Il commence par s'excuser d'oser écrire sur une matière aussi auguste:
«Pour moi, dit-il, qui viens de publier en peu de temps plusieurs de mes livres, je n'ignore pas qu'on en a parlé beaucoup, mais différemment.
«Quelques-uns ont admiré d'où me venait cette ardeur toute nouvelle pour la philosophie. D'autres eussent voulu savoir ce que je crois précisément sur chaque matière.
«D'autres enfin ont été surpris que tout à coup, me déclarant pour les intérêts d'une école abandonnée depuis longtemps, j'aie fait choix d'une secte qui, au lieu de nous éclairer, semble nous plonger dans les ténèbres. Mais ce goût pour la philosophie ne m'est pas si nouveau qu'on se l'imagine. Tout jeune que j'étais, je la cultivais beaucoup, et même, quand il y paraissait le moins, je m'en occupais plus que jamais.

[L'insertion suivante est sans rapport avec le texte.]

//! Predicate trees over the fields of one entity type.
//!
//! Trees are built directly with [`Expr`] constructors and operators rather
//! than captured from closures:
//!
//! ```ignore
//! let adults = Expr::field("age").ge(18).and(Expr::field("lastname").starts_with("Ein"));
//! let in_set = Expr::field("person_id").is_in([1, 2, 3]);
//! let derived = (Expr::field("score") + 10).gt(100);
//! ```

use std::fmt;
use std::sync::Arc;

use chrono::NaiveDateTime;

use crate::entity::{Captured, Record};
use crate::value::Value;

/// Unary operators.
#[derive(Debug, Clone, Copy, PartialEq, Eq)]
pub enum UnaryOp {
    /// Logical negation.
    Not,
    /// Arithmetic negation.
    Negate,
    /// Bitwise complement.
    BitNot,
}

/// Binary operators.
#[derive(Debug, Clone, Copy, PartialEq, Eq)]
pub enum BinaryOp {
    /// Logical conjunction.
    And,
    /// Logical disjunction.
    Or,
    /// Equality.
    Eq,
    /// Inequality.
    Ne,
    /// Greater than.
    Gt,
    /// Greater than or equal.
    Ge,
    /// Less than.
    Lt,
    /// Less than or equal.
    Le,
    /// Addition (or text concatenation).
    Add,
    /// Subtraction.
    Sub,
    /// Multiplication.
    Mul,
    /// Division.
    Div,
    /// Remainder.
    Rem,
    /// Bitwise and.
    BitAnd,
    /// Bitwise or.
    BitOr,
    /// Bitwise exclusive or.
    BitXor,
    /// Exponentiation.
    Power,
    /// Left shift.
    ShiftLeft,
    /// Right shift.
    ShiftRight,
    /// First non-null operand.
    Coalesce,
}

impl BinaryOp {
    /// Operators whose operands are truth values.
    #[must_use]
    pub const fn is_logical(self) -> bool {
        matches!(self, Self::And | Self::Or)
    }
}

impl fmt::Display for UnaryOp {
    fn fmt(&self, f: &mut fmt::Formatter<'_>) -> fmt::Result {
        fmt::Debug::fmt(self, f)
    }
}

impl fmt::Display for BinaryOp {
    fn fmt(&self, f: &mut fmt::Formatter<'_>) -> fmt::Result {
        fmt::Debug::fmt(self, f)
    }
}

/// String pattern operators.
#[derive(Debug, Clone, Copy, PartialEq, Eq)]
pub enum MatchKind {
    /// Pattern occurs anywhere.
    Contains,
    /// Pattern is a prefix.
    StartsWith,
    /// Pattern is a suffix.
    EndsWith,
}

impl MatchKind {
    /// Wildcards placed before and after the pattern value.
    #[must_use]
    pub const fn wildcards(self) -> (&'static str, &'static str) {
        match self {
            Self::Contains => ("%", "%"),
            Self::StartsWith => ("", "%"),
            Self::EndsWith => ("%", ""),
        }
    }
}

/// Predicate tree node.
#[derive(Debug, Clone)]
pub enum Expr {
    /// Literal value; always compiled to a parameter.
    Constant(Value),
    /// Field of the entity under test.
    Field(String),
    /// Member of a captured record, read when the tree is compiled or
    /// evaluated.
    Member(Captured, String),
    /// Unary operation.
    Unary(UnaryOp, Box<Self>),
    /// Binary operation.
    Binary(BinaryOp, Box<Self>, Box<Self>),
    /// Pattern match of `target` against `pattern`.
    StringMatch(MatchKind, Box<Self>, Box<Self>),
    /// Membership of `target` in a set of values.
    In(Box<Self>, Vec<Value>),
}

impl Expr {
    /// Field of the entity under test.
    #[must_use]
    pub fn field(name: impl Into<String>) -> Self {
        Self::Field(name.into())
    }

    /// Literal value.
    #[must_use]
    pub fn value(value: impl Into<Value>) -> Self {
        Self::Constant(value.into())
    }

    /// Literal value; alias of [`Expr::value`].
    #[must_use]
    pub fn constant(value: impl Into<Value>) -> Self {
        Self::value(value)
    }

    /// Member of a captured record. The record is snapshotted.
    #[must_use]
    pub fn member<R: Record + Clone + 'static>(record: &R, name: impl Into<String>) -> Self {
        Self::Member(Arc::new(record.clone()), name.into())
    }

    /// Predicate satisfied by every entity.
    #[must_use]
    pub const fn always() -> Self {
        Self::Constant(Value::Bool(true))
    }

    /// Binary node.
    #[must_use]
    pub fn binary(op: BinaryOp, left: impl Into<Self>, right: impl Into<Self>) -> Self {
        Self::Binary(op, Box::new(left.into()), Box::new(right.into()))
    }

    /// Unary node.
    #[must_use]
    pub fn unary(op: UnaryOp, operand: impl Into<Self>) -> Self {
        Self::Unary(op, Box::new(operand.into()))
    }

    /// `self = rhs`
    #[must_use]
    pub fn eq(self, rhs: impl Into<Self>) -> Self {
        Self::binary(BinaryOp::Eq, self, rhs)
    }

    /// `self <> rhs`
    #[must_use]
    pub fn ne(self, rhs: impl Into<Self>) -> Self {
        Self::binary(BinaryOp::Ne, self, rhs)
    }

    /// `self > rhs`
    #[must_use]
    pub fn gt(self, rhs: impl Into<Self>) -> Self {
        Self::binary(BinaryOp::Gt, self, rhs)
    }

    /// `self >= rhs`
    #[must_use]
    pub fn ge(self, rhs: impl Into<Self>) -> Self {
        Self::binary(BinaryOp::Ge, self, rhs)
    }

    /// `self < rhs`
    #[must_use]
    pub fn lt(self, rhs: impl Into<Self>) -> Self {
        Self::binary(BinaryOp::Lt, self, rhs)
    }

    /// `self <= rhs`
    #[must_use]
    pub fn le(self, rhs: impl Into<Self>) -> Self {
        Self::binary(BinaryOp::Le, self, rhs)
    }

    /// Logical `self AND rhs`.
    #[must_use]
    pub fn and(self, rhs: impl Into<Self>) -> Self {
        Self::binary(BinaryOp::And, self, rhs)
    }

    /// Logical `self OR rhs`.
    #[must_use]
    pub fn or(self, rhs: impl Into<Self>) -> Self {
        Self::binary(BinaryOp::Or, self, rhs)
    }

    /// `COALESCE(self, rhs)`
    #[must_use]
    pub fn coalesce(self, rhs: impl Into<Self>) -> Self {
        Self::binary(BinaryOp::Coalesce, self, rhs)
    }

    /// Text contains `pattern`.
    #[must_use]
    pub fn contains(self, pattern: impl Into<Self>) -> Self {
        Self::StringMatch(MatchKind::Contains, Box::new(self), Box::new(pattern.into()))
    }

    /// Text starts with `pattern`.
    #[must_use]
    pub fn starts_with(self, pattern: impl Into<Self>) -> Self {
        Self::StringMatch(MatchKind::StartsWith, Box::new(self), Box::new(pattern.into()))
    }

    /// Text ends with `pattern`.
    #[must_use]
    pub fn ends_with(self, pattern: impl Into<Self>) -> Self {
        Self::StringMatch(MatchKind::EndsWith, Box::new(self), Box::new(pattern.into()))
    }

    /// Membership in a set of values.
    #[must_use]
    pub fn is_in<V: Into<Value>>(self, values: impl IntoIterator<Item = V>) -> Self {
        Self::In(Box::new(self), values.into_iter().map(Into::into).collect())
    }

    /// Node kind, used in diagnostics.
    #[must_use]
    pub const fn kind(&self) -> &'static str {
        match self {
            Self::Constant(_) => "Constant",
            Self::Field(_) => "FieldAccess",
            Self::Member(..) => "MemberAccess",
            Self::Unary(..) => "UnaryOp",
            Self::Binary(..) => "BinaryOp",
            Self::StringMatch(..) => "StringMatch",
            Self::In(..) => "SetMembership",
        }
    }
}

macro_rules! expr_from {
    ($($ty:ty),* $(,)?) => {
        $(
            impl From<$ty> for Expr {
                fn from(value: $ty) -> Self {
                    Self::Constant(value.into())
                }
            }
        )*
    };
}

expr_from!(Value, bool, i32, i64, u32, f64, &str, String, NaiveDateTime);

impl std::ops::Not for Expr {
    type Output = Self;

    fn not(self) -> Self {
        Self::unary(UnaryOp::Not, self)
    }
}

impl std::ops::Neg for Expr {
    type Output = Self;

    fn neg(self) -> Self {
        Self::unary(UnaryOp::Negate, self)
    }
}

macro_rules! binary_ops {
    ($($trait:ident :: $method:ident => $op:ident),* $(,)?) => {
        $(
            impl<R: Into<Expr>> std::ops::$trait<R> for Expr {
                type Output = Self;

                fn $method(self, rhs: R) -> Self {
                    Self::binary(BinaryOp::$op, self, rhs)
                }
            }
        )*
    };
}

binary_ops! {
    Add::add => Add,
    Sub::sub => Sub,
    Mul::mul => Mul,
    Div::div => Div,
    Rem::rem => Rem,
    BitAnd::bitand => BitAnd,
    BitOr::bitor => BitOr,
    BitXor::bitxor => BitXor,
}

«On peut s'en convaincre par cette quantité de maximes philosophiques dont mes harangues sont remplies; par mes intimes liaisons avec les plus savants hommes, qui m'ont toujours fait l'honneur de se rassembler chez moi; par les grands maîtres qui m'ont formé, les illustres Diodotus, Philon, Antiochus, Posidonius. Et, puisque ces sortes d'études ont pour but de nous rendre sages, il me paraît que je ne les ai point démenties par ma conduite, soit dans mes fonctions publiques, soit dans mes propres affaires.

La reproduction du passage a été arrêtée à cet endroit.